** What is expected **
Go through the records line by line and work out how many lines hold the word "impl". Answer with the number only.

** The input **

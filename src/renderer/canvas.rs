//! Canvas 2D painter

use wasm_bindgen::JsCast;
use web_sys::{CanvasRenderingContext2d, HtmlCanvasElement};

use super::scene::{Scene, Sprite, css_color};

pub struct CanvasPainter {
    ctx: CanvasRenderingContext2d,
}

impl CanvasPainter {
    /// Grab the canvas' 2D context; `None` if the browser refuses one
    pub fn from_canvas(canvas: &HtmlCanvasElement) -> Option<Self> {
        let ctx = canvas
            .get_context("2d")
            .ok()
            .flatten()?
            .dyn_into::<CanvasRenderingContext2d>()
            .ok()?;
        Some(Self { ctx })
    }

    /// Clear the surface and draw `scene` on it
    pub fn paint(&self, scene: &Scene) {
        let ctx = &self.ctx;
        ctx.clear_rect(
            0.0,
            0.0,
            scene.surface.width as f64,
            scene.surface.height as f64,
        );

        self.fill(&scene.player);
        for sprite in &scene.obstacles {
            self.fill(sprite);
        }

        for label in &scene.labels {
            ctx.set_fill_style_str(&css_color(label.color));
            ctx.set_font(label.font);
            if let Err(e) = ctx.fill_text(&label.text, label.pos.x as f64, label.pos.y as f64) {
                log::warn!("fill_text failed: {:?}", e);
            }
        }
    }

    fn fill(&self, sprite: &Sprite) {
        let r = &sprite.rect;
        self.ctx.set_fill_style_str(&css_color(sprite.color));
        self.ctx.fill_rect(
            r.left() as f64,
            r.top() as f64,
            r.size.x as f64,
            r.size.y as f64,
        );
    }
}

--

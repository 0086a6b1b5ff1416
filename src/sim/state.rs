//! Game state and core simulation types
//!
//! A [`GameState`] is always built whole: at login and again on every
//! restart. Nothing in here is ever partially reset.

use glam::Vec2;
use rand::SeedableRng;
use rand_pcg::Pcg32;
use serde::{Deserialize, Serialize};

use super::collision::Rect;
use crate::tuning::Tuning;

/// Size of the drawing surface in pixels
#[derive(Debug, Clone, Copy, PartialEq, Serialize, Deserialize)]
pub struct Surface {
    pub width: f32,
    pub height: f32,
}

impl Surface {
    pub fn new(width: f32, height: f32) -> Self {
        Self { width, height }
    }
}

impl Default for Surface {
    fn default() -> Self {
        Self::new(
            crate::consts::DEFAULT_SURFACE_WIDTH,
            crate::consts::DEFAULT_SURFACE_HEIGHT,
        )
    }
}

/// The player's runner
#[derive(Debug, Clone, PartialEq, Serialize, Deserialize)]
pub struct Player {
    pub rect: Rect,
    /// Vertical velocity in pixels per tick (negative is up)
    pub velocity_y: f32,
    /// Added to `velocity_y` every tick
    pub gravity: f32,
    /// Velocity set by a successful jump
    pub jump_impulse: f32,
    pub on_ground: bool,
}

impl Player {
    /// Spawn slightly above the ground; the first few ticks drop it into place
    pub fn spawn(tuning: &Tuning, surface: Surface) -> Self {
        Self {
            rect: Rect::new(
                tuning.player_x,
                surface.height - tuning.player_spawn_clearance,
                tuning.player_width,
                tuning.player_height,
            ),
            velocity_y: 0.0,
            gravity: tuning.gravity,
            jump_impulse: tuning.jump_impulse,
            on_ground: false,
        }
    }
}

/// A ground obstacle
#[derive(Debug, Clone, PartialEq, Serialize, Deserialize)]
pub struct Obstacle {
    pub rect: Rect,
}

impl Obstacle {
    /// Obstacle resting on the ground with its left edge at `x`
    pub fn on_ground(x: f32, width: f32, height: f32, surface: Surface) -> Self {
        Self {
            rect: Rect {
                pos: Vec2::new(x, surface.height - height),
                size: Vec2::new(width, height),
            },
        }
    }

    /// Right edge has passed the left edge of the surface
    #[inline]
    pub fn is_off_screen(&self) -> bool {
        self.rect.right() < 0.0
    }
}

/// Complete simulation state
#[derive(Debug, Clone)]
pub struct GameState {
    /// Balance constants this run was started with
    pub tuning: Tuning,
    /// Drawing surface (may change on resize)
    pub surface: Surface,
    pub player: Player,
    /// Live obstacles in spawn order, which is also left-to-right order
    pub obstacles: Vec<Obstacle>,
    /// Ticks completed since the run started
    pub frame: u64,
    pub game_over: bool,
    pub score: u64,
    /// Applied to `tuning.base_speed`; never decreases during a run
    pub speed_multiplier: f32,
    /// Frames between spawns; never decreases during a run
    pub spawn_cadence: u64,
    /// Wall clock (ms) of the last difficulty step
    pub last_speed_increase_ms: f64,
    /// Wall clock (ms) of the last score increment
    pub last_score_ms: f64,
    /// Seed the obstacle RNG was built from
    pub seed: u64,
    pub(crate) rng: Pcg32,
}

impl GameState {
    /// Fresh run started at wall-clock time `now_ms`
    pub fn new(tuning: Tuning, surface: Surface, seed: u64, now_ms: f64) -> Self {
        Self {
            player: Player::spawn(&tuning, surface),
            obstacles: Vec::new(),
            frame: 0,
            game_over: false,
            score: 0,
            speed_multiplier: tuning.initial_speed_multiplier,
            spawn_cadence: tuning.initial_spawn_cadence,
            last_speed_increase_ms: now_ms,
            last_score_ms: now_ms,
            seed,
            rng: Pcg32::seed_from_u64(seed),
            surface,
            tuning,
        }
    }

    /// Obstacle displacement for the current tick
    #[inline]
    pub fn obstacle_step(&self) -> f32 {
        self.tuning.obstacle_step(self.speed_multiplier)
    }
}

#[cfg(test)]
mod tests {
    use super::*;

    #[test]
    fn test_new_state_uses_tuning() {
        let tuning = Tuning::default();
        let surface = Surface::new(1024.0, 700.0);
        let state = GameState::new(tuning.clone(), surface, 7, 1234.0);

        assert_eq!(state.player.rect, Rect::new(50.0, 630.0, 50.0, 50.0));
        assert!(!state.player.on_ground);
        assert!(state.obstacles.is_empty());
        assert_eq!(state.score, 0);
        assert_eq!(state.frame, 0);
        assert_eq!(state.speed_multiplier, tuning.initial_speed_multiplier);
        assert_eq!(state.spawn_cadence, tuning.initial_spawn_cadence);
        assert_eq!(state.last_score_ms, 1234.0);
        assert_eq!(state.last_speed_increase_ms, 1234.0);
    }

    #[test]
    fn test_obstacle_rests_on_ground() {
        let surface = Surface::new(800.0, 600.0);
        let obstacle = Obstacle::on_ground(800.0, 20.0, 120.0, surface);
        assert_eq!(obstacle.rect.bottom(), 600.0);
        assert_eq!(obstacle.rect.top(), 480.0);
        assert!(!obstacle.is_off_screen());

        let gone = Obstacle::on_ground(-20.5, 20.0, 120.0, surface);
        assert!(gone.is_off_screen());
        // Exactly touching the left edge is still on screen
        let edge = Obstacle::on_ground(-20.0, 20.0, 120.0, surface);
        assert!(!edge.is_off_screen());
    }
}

** Task answer **
6